Советские люди высоко чтят память о Петре Николаевиче Нестерове. Району и городу, где он воевал и погиб, присвоено его имя. В Москве и Гатчине есть улицы имени Нестерова. На домах, в которых он жил, установлены мемориальные доски.
В 1964 году Международная авиационная федерация учредила переходящий приз для победителя первенства мира по высшему пилотажу — кубок имени основоположника высшего пилотажа П. Н. Нестерова.
9 мая 1980 года на родине летчика — в городе Горьком, на берегу Волги, на новом бульваре имени Нестерова состоялся торжественный митинг, посвященный закладке памятника выдающемуся русскому летчику П. Н. Нестерову.
Память о П. Н. Нестерове свято хранят и в тех краях, где он совершил свой подвиг. В селе Воля-Высоцкая на Львовщине создан великолепный мемориал. На фоне бескрайнего поля высится обелиск. Титановым отсветом серебрится гигантская «мертвая петля». Ее шлейф, устремленный ввысь, венчает модель сверхзвукового истребителя. На обелиске барельефы: слева — крупный — Петра Николаевича Нестерова, далее — известных героев советской авиации и справа — первого космонавта Юрия Алексеевича Гагарина. И в этом большой символический смысл. Юрий Гагарин говорил, что для советских летчиков короткая, но яркая жизнь П. Н. Нестерова всегда служила живым примером воинской доблести и героизма. Светлая память о нем нетленна. Отдавая дань признания и благодарности своему национальному герою, наследники Нестерова продолжают его дело.
Весть о таране быстро облетела весь мир. Спустя семь месяцев, в марте 1915 года, примеру Нестерова последовал другой русский летчик:— Казаков. Настигнув неприятеля, он, пользуясь преимуществом в скорости, ударил винтом своего самолета по хвостовому оперению вражеской машины, сбил ее и благополучно приземлился.
Первым советским летчиком, повторившим подвиг П. Н. Нестерова, стал Антон Алексеевич Губенко. Будучи уже командиром группы (летчиков-испытателей, Губенко получил особо важное задание. В то время велась большая и неотложная работа по доводке нового истребителя И-16. В один из дней Губенко должен был выполнить испытательный «полет на слом». Накануне вечером к нему на квартиру зашел Валерий Чкалов, чтобы подбодрить друга перед ответственным испытанием. Он подарил Антону портрет П. Н. Нестерова с надписью: «Нет равных ему!»

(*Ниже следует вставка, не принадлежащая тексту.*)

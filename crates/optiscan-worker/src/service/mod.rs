//! Worker configuration and shared state.

pub(crate) mod config;
mod state;

pub use config::WorkerConfig;
pub use state::WorkerState;
#[cfg(test)]
mod tests {
    use std::collections::HashMap;
    use std::sync::Mutex;

    use optiscan_core::ErrorKind;
    use optiscan_core::ocr::MockOcr;
    use optiscan_nats::kv::TaskResultStatus;
    use optiscan_nats::queue::TaskCommand;
    use optiscan_postgres::PgResult;
    use optiscan_postgres::model::{Document, DocumentText, NewDocument};
    use uuid::Uuid;

    use super::*;

    /// In-memory stand-in for the database repositories.
    ///
    /// `hide_existing_text` makes `find_text_by_document_id` report no text
    /// while the attach CAS still sees it, mimicking a concurrent attach
    /// landing between the check and the insert.
    #[derive(Default)]
    struct MemoryRepo {
        documents: Mutex<HashMap<Uuid, Document>>,
        texts: Mutex<HashMap<Uuid, DocumentText>>,
        hide_existing_text: bool,
    }

    impl MemoryRepo {
        fn with_document(document: Document) -> Self {
            let repo = Self::default();
            repo.documents
                .lock()
                .unwrap()
                .insert(document.id, document);
            repo
        }

        fn attach(&self, document_id: Uuid, text: &str) {
            self.texts.lock().unwrap().insert(
                document_id,
                DocumentText {
                    id: Uuid::new_v4(),
                    document_id,
                    text: text.to_owned(),
                    created_at: jiff::Timestamp::now().into(),
                },
            );
        }

        fn text_for(&self, document_id: Uuid) -> Option<String> {
            self.texts
                .lock()
                .unwrap()
                .get(&document_id)
                .map(|t| t.text.clone())
        }

        fn text_count(&self) -> usize {
            self.texts.lock().unwrap().len()
        }
    }

    impl DocumentRepository for MemoryRepo {
        async fn create_document(&self, new_document: NewDocument) -> PgResult<Document> {
            let document = Document {
                id: Uuid::new_v4(),
                path: new_document.path,
                doc_date: new_document.doc_date,
                created_at: jiff::Timestamp::now().into(),
            };
            self.documents
                .lock()
                .unwrap()
                .insert(document.id, document.clone());
            Ok(document)
        }

        async fn find_document_by_id(&self, document_id: Uuid) -> PgResult<Option<Document>> {
            Ok(self.documents.lock().unwrap().get(&document_id).cloned())
        }

        async fn find_document_with_text(
            &self,
            document_id: Uuid,
        ) -> PgResult<Option<(Document, Option<DocumentText>)>> {
            let document = self.documents.lock().unwrap().get(&document_id).cloned();
            Ok(document.map(|document| {
                let text = self.texts.lock().unwrap().get(&document_id).cloned();
                (document, text)
            }))
        }

        async fn delete_document(&self, document_id: Uuid) -> PgResult<Option<Document>> {
            self.texts.lock().unwrap().remove(&document_id);
            Ok(self.documents.lock().unwrap().remove(&document_id))
        }
    }

    impl DocumentTextRepository for MemoryRepo {
        async fn attach_document_text(
            &self,
            new_text: NewDocumentText,
        ) -> PgResult<TextAttachOutcome> {
            let mut texts = self.texts.lock().unwrap();
            if texts.contains_key(&new_text.document_id) {
                return Ok(TextAttachOutcome::AlreadyProcessed);
            }
            texts.insert(
                new_text.document_id,
                DocumentText {
                    id: Uuid::new_v4(),
                    document_id: new_text.document_id,
                    text: new_text.text,
                    created_at: jiff::Timestamp::now().into(),
                },
            );
            Ok(TextAttachOutcome::Attached)
        }

        async fn find_text_by_document_id(
            &self,
            document_id: Uuid,
        ) -> PgResult<Option<DocumentText>> {
            if self.hide_existing_text {
                return Ok(None);
            }
            Ok(self.texts.lock().unwrap().get(&document_id).cloned())
        }
    }

    fn recognize_task(document_id: Uuid) -> OcrTask {
        OcrTask::new(TaskCommand::RecognizeText { document_id })
    }

    /// Stores real bytes in the content store and returns a matching row.
    async fn stored_document(store: &ContentStore) -> Document {
        let day = jiff::civil::date(2026, 3, 14);
        let stored = store.store("scan.png", day, b"image bytes").await.unwrap();
        Document {
            id: Uuid::new_v4(),
            path: stored.path_str(),
            doc_date: day.into(),
            created_at: jiff::Timestamp::now().into(),
        }
    }

    #[test]
    fn fallback_text_carries_engine_error() {
        let err = optiscan_core::Error::external_error().with_message("tesseract exited with 1");
        let text = fallback_text(&err);
        assert!(text.starts_with("OCR processing failed:"));
        assert!(text.contains("tesseract exited with 1"));
    }

    #[tokio::test]
    async fn missing_document_fails_terminally() {
        let dir = tempfile::tempdir().unwrap();
        let store = ContentStore::new(dir.path());
        let repo = MemoryRepo::default();
        let engine = MockOcr::default();

        let document_id = Uuid::new_v4();
        let err = execute_task(&repo, &store, &engine, &recognize_task(document_id))
            .await
            .unwrap_err();

        let TaskFailure::Terminal(reason) = err else {
            panic!("expected terminal failure");
        };
        assert!(reason.contains("not found"));
        assert!(reason.contains(&document_id.to_string()));
    }

    #[tokio::test]
    async fn missing_file_fails_terminally() {
        let dir = tempfile::tempdir().unwrap();
        let store = ContentStore::new(dir.path());
        let document = Document {
            id: Uuid::new_v4(),
            path: dir.path().join("2026/03/14/gone.png").display().to_string(),
            doc_date: jiff::civil::date(2026, 3, 14).into(),
            created_at: jiff::Timestamp::now().into(),
        };
        let document_id = document.id;
        let repo = MemoryRepo::with_document(document);
        let engine = MockOcr::default();

        let err = execute_task(&repo, &store, &engine, &recognize_task(document_id))
            .await
            .unwrap_err();

        let TaskFailure::Terminal(reason) = err else {
            panic!("expected terminal failure");
        };
        assert!(reason.starts_with("file not found:"));
    }

    #[tokio::test]
    async fn missing_file_fails_even_when_text_exists() {
        let dir = tempfile::tempdir().unwrap();
        let store = ContentStore::new(dir.path());
        let document = Document {
            id: Uuid::new_v4(),
            path: dir.path().join("2026/03/14/gone.png").display().to_string(),
            doc_date: jiff::civil::date(2026, 3, 14).into(),
            created_at: jiff::Timestamp::now().into(),
        };
        let document_id = document.id;
        let repo = MemoryRepo::with_document(document);
        repo.attach(document_id, "earlier extraction");
        let engine = MockOcr::default();

        let err = execute_task(&repo, &store, &engine, &recognize_task(document_id))
            .await
            .unwrap_err();

        // The file check wins over the idempotent skip.
        let TaskFailure::Terminal(reason) = err else {
            panic!("expected terminal failure");
        };
        assert!(reason.starts_with("file not found:"));
    }

    #[tokio::test]
    async fn fresh_document_completes_and_attaches_text() {
        let dir = tempfile::tempdir().unwrap();
        let store = ContentStore::new(dir.path());
        let document = stored_document(&store).await;
        let document_id = document.id;
        let repo = MemoryRepo::with_document(document);
        let engine = MockOcr::with_text("invoice total 42.00");

        let result = execute_task(&repo, &store, &engine, &recognize_task(document_id))
            .await
            .unwrap();

        assert_eq!(result.status, TaskResultStatus::Completed);
        assert_eq!(result.text_length, Some("invoice total 42.00".len()));
        assert_eq!(
            repo.text_for(document_id).as_deref(),
            Some("invoice total 42.00")
        );
    }

    #[tokio::test]
    async fn second_run_skips_processed_document() {
        let dir = tempfile::tempdir().unwrap();
        let store = ContentStore::new(dir.path());
        let document = stored_document(&store).await;
        let document_id = document.id;
        let repo = MemoryRepo::with_document(document);
        let engine = MockOcr::with_text("first extraction");

        let first = execute_task(&repo, &store, &engine, &recognize_task(document_id))
            .await
            .unwrap();
        assert_eq!(first.status, TaskResultStatus::Completed);

        let second = execute_task(&repo, &store, &engine, &recognize_task(document_id))
            .await
            .unwrap();

        assert_eq!(second.status, TaskResultStatus::Skipped);
        assert_eq!(second.text_length, None);
        assert_eq!(repo.text_count(), 1);
        assert_eq!(repo.text_for(document_id).as_deref(), Some("first extraction"));
    }

    #[tokio::test]
    async fn lost_attach_race_reports_skip() {
        let dir = tempfile::tempdir().unwrap();
        let store = ContentStore::new(dir.path());
        let document = stored_document(&store).await;
        let document_id = document.id;
        let mut repo = MemoryRepo::with_document(document);
        repo.hide_existing_text = true;
        repo.attach(document_id, "winner's extraction");
        let engine = MockOcr::with_text("loser's extraction");

        let result = execute_task(&repo, &store, &engine, &recognize_task(document_id))
            .await
            .unwrap();

        // The CAS insert lost; the stored text is untouched.
        assert_eq!(result.status, TaskResultStatus::Skipped);
        assert_eq!(repo.text_count(), 1);
        assert_eq!(
            repo.text_for(document_id).as_deref(),
            Some("winner's extraction")
        );
    }

    #[tokio::test]
    async fn engine_failure_stores_diagnostic_text() {
        let dir = tempfile::tempdir().unwrap();
        let store = ContentStore::new(dir.path());
        let document = stored_document(&store).await;
        let document_id = document.id;
        let repo = MemoryRepo::with_document(document);
        let engine = MockOcr::failing(ErrorKind::ExternalError);

        let result = execute_task(&repo, &store, &engine, &recognize_task(document_id))
            .await
            .unwrap();

        assert_eq!(result.status, TaskResultStatus::Completed);
        let stored = repo.text_for(document_id).unwrap();
        assert!(stored.starts_with("OCR processing failed:"));
    }
}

«Полет на слом» Губенко провел успешно. За отличное проведение испытаний новых видов авиационной техники правительство наградило его орденом Ленина.
В 1937 году Антон Губенко едет добровольцем помогать китайскому народу бороться с японскими захватчиками. И там 31 мая 1938 года в большом воздушном бою под Ханькоу он сбил таранным ударом один из 36 уничтоженных в тот день японских стервятников.
Было это так. В круговерти жестокой схватки Губенко вдруг обнаружил, что у него иссякли боеприпасы. На исходе и горючее. Тогда он решил использовать последний шанс. Губенко бросил свою машину, на вражеский истребитель и разворотил его правую плоскость.
23 февраля 1939 года «Правда» опубликовала Указ Президиума Верховного Совета СССР. В нем сообщалось: «За образцовое выполнение специальных заданий правительства по укреплению оборонной мощи Советского Союза и за проявленное геройство присвоить звание Героя Советского Союза с вручением ордена Ленина полковнику Губенко Антону Алексеевичу.
20 июля 1939 года в районе реки Халхин-Гол командир эскадрильи 22-го истребительного авиационного полка старший лейтенант Витт Федорович Скобарихин в поединке с японским летчиком выполнил второй в истории советской авиации воздушный таран. Обстановка боя сложилась так, что у советского пилота остался единственный путь: рискуя собой, спасти товарища. И он ударил винтом и левым крылом «ястребка» в нижнюю часть фюзеляжа японского самолета. Однополчанин был спасен. У Скобарихина от резкого столкновения лопнули привязные ремни, и он ударился головой о приборную доску. На несколько мгновений летчик потерял сознание. Очнувшись, Скобарихин вывел машину, в горизонтальный полет и мастерски приземлился на своём аэродроме.
Боевые друзья, прибежавшие поздравить летчика с победой, увидели торчащее в крыле советского самолета колесо вражеского истребителя — все, что осталось от машины врага.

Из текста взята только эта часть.